If Detent’s infrastructure is ever briefly unavailable, /v1/limit doesn’t fail your request — it allows it, and we alert ourselves internally. The reasoning is simple: a rate limiter that goes down and starts blocking everything turns a small outage on our end into a big outage on yours. We’d rather risk under-limiting for a few seconds than take your app down with us.

/v1/limit returns HTTP 200 for every verdict, including { "allowed": false }. A 200 doesn’t mean “allowed” — it means “here’s the decision.” 4xx status codes are reserved for problems with the request itself, not with the rate-limit outcome:

  • 400 — malformed request (invalid_request)
  • 401 — missing or invalid API key
  • 403 — algorithm not available on your plan (algorithm_not_on_plan)
  • 404 — no rule configured for that namespace (key_not_found)
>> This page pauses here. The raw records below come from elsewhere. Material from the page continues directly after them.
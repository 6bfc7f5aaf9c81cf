use bank_connectors::{BankConnectorFactory, PaymentPayload, PaymentStatus};
use chrono::Utc;
use log::{error, info, warn};
use sqlx::SqlitePool;
use std::sync::Arc;
use tokio::time::{self, Duration};

use crate::db::envelope::{DisbursementEnvelope, EnvelopeBatchStatus, FundsBlockedStatus};
use crate::db::program::BenefitProgramConfiguration;
use crate::db::{
    CancellationStatus, ProcessStatus,
    disbursement::{BankDisbursementBatchStatus, Disbursement, DisbursementBatchControl, MapperResolutionDetails},
};
use crate::utils::log::mask_amount;

const DEFAULT_SLEEP_SECS: u64 = 30;

pub async fn run(
    db_pool: SqlitePool,
    connectors: Arc<BankConnectorFactory>,
    max_attempts: i64,
    sleep_secs: Option<u64>,
) {
    let sleep_secs = sleep_secs.unwrap_or(DEFAULT_SLEEP_SECS);
    info!("Payment dispatcher started. Cycle interval: {}s.", sleep_secs);

    let mut interval = time::interval(Duration::from_secs(sleep_secs));

    loop {
        interval.tick().await;
        if let Err(e) = process_cycle(&db_pool, &connectors, max_attempts).await {
            error!("Payment dispatcher cycle error: {:?}", e);
        }
    }
}

async fn process_cycle(
    db_pool: &SqlitePool,
    connectors: &BankConnectorFactory,
    max_attempts: i64,
) -> Result<(), anyhow::Error> {
    let mut conn = db_pool.acquire().await?;
    let today = Utc::now().date_naive();
    let envelopes = DisbursementEnvelope::find_dispatch_eligible(&mut conn, today).await?;

    let mut batch_ids = Vec::new();
    for envelope in &envelopes {
        let batches =
            BankDisbursementBatchStatus::find_pending_for_envelope(&mut conn, &envelope.envelope_id, max_attempts)
                .await?;
        batch_ids.extend(batches.into_iter().map(|b| b.batch_id));
    }
    drop(conn);

    if !batch_ids.is_empty() {
        info!("Found {} bank disbursement batches to dispatch.", batch_ids.len());
    }

    for batch_id in batch_ids {
        if let Err(e) = dispatch_batch(db_pool, connectors, &batch_id, max_attempts).await {
            error!("Payment dispatch failed for batch {}: {:?}", batch_id, e);
        }
    }

    Ok(())
}

/// Dispatches one bank batch as a single indivisible payment instruction.
/// The success effect (batch PROCESSED + shipped counter) commits in one
/// transaction that re-checks the batch is still PENDING, so a duplicate
/// dispatch cannot double-count.
pub async fn dispatch_batch(
    db_pool: &SqlitePool,
    connectors: &BankConnectorFactory,
    batch_id: &str,
    max_attempts: i64,
) -> Result<(), anyhow::Error> {
    let mut conn = db_pool.acquire().await?;

    let Some(batch_status) = BankDisbursementBatchStatus::find_by_id(&mut conn, batch_id).await? else {
        return Ok(());
    };
    if batch_status.status != ProcessStatus::Pending || batch_status.attempts >= max_attempts {
        return Ok(());
    }

    let envelope_id = batch_status.envelope_id.clone();
    let Some(envelope) = DisbursementEnvelope::find_by_id(&mut conn, &envelope_id).await? else {
        return Ok(());
    };
    let Some(envelope_batch_status) = EnvelopeBatchStatus::find_by_envelope_id(&mut conn, &envelope_id).await? else {
        return Ok(());
    };

    if envelope.cancellation_status == CancellationStatus::Cancelled
        || envelope_batch_status.funds_blocked_status != FundsBlockedStatus::BlockSuccess
    {
        return Ok(());
    }

    let block_reference = envelope_batch_status.block_reference_no.clone().unwrap_or_default();

    let program = BenefitProgramConfiguration::find_by_mnemonic(&mut conn, &envelope.program_mnemonic)
        .await?
        .ok_or_else(|| anyhow::anyhow!("No program configuration for '{}'", envelope.program_mnemonic))?;

    let controls = DisbursementBatchControl::find_by_bank_batch(&mut conn, batch_id).await?;
    let disbursement_ids: Vec<String> = controls.iter().map(|c| c.disbursement_id.clone()).collect();
    let disbursements = Disbursement::find_by_ids(&mut conn, &disbursement_ids).await?;

    let mut payloads = Vec::new();
    for disbursement in disbursements
        .iter()
        .filter(|d| d.cancellation_status == CancellationStatus::NotCancelled)
    {
        let mapper_details =
            MapperResolutionDetails::find_by_disbursement_id(&mut conn, &disbursement.disbursement_id).await?;

        payloads.push(build_payment_payload(
            disbursement,
            mapper_details.as_ref(),
            &envelope,
            &program,
            &block_reference,
        ));
    }
    drop(conn);

    if payloads.is_empty() {
        return Ok(());
    }

    let shipped = payloads.len() as i64;
    let connector = connectors.get(&program.sponsor_bank_code)?;
    let response = connector.initiate_payment(&payloads).await;

    match response.status {
        PaymentStatus::Success => {
            let mut tx = db_pool.begin().await?;
            let current = BankDisbursementBatchStatus::find_by_id(&mut tx, batch_id)
                .await?
                .ok_or_else(|| anyhow::anyhow!("Bank batch {} disappeared mid-dispatch", batch_id))?;
            if current.status == ProcessStatus::Pending {
                BankDisbursementBatchStatus::mark_processed(&mut tx, batch_id).await?;
                EnvelopeBatchStatus::add_shipped(&mut tx, &envelope_id, shipped).await?;
            }
            tx.commit().await?;

            info!(
                target: "audit",
                "Payment dispatched. Batch: {}, Envelope: {}, Disbursements: {}, Total: {}",
                batch_id,
                envelope_id,
                shipped,
                mask_amount(payloads.iter().map(|p| p.payment_amount).sum())
            );
        },
        PaymentStatus::Error => {
            warn!("Payment dispatch rejected for batch {}: {}", batch_id, response.error_code);
            let mut conn = db_pool.acquire().await?;
            BankDisbursementBatchStatus::record_failure(&mut conn, batch_id, &response.error_code).await?;
        },
    }

    Ok(())
}

fn build_payment_payload(
    disbursement: &Disbursement,
    mapper_details: Option<&MapperResolutionDetails>,
    envelope: &DisbursementEnvelope,
    program: &BenefitProgramConfiguration,
    block_reference: &str,
) -> PaymentPayload {
    PaymentPayload {
        disbursement_id: disbursement.disbursement_id.clone(),
        remitting_account: program.sponsor_bank_account_number.clone(),
        remitting_account_currency: program.sponsor_bank_account_currency.clone(),
        payment_amount: disbursement.amount,
        funds_blocked_reference_number: block_reference.to_string(),
        beneficiary_id: disbursement.beneficiary_id.clone(),
        beneficiary_name: Some(disbursement.beneficiary_name.clone()),
        beneficiary_account: mapper_details.and_then(|d| d.account_number.clone()),
        beneficiary_account_currency: mapper_details.map(|_| program.sponsor_bank_account_currency.clone()),
        beneficiary_account_type: mapper_details.and_then(|d| d.fa_type).map(|t| t.prefix().to_string()),
        beneficiary_bank_code: mapper_details.and_then(|d| d.bank_code.clone()),
        beneficiary_branch_code: mapper_details.and_then(|d| d.branch_code.clone()),
        beneficiary_phone_no: mapper_details.and_then(|d| d.mobile_number.clone()),
        beneficiary_mobile_wallet_provider: mapper_details.and_then(|d| d.mobile_wallet_provider.clone()),
        beneficiary_email: mapper_details.and_then(|d| d.email_address.clone()),
        beneficiary_email_wallet_provider: mapper_details.and_then(|d| d.email_wallet_provider.clone()),
        narrative: Some(disbursement.narrative.clone()),
        program_mnemonic: Some(envelope.program_mnemonic.clone()),
        cycle_code_mnemonic: Some(envelope.cycle_code_mnemonic.clone()),
        payment_date: Utc::now(),
    }
}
Two policy gates sit in front of the verdict and can short-circuit it with a non-200 status: 402 when billing isn’t in good standing, and 429 with code monthly_hard_cap when you’ve crossed the anti-abuse ceiling. Outside of those two gates, Detent never emits a 429 on its own — you are the one who translates allowed: false into whatever response code makes sense for your users.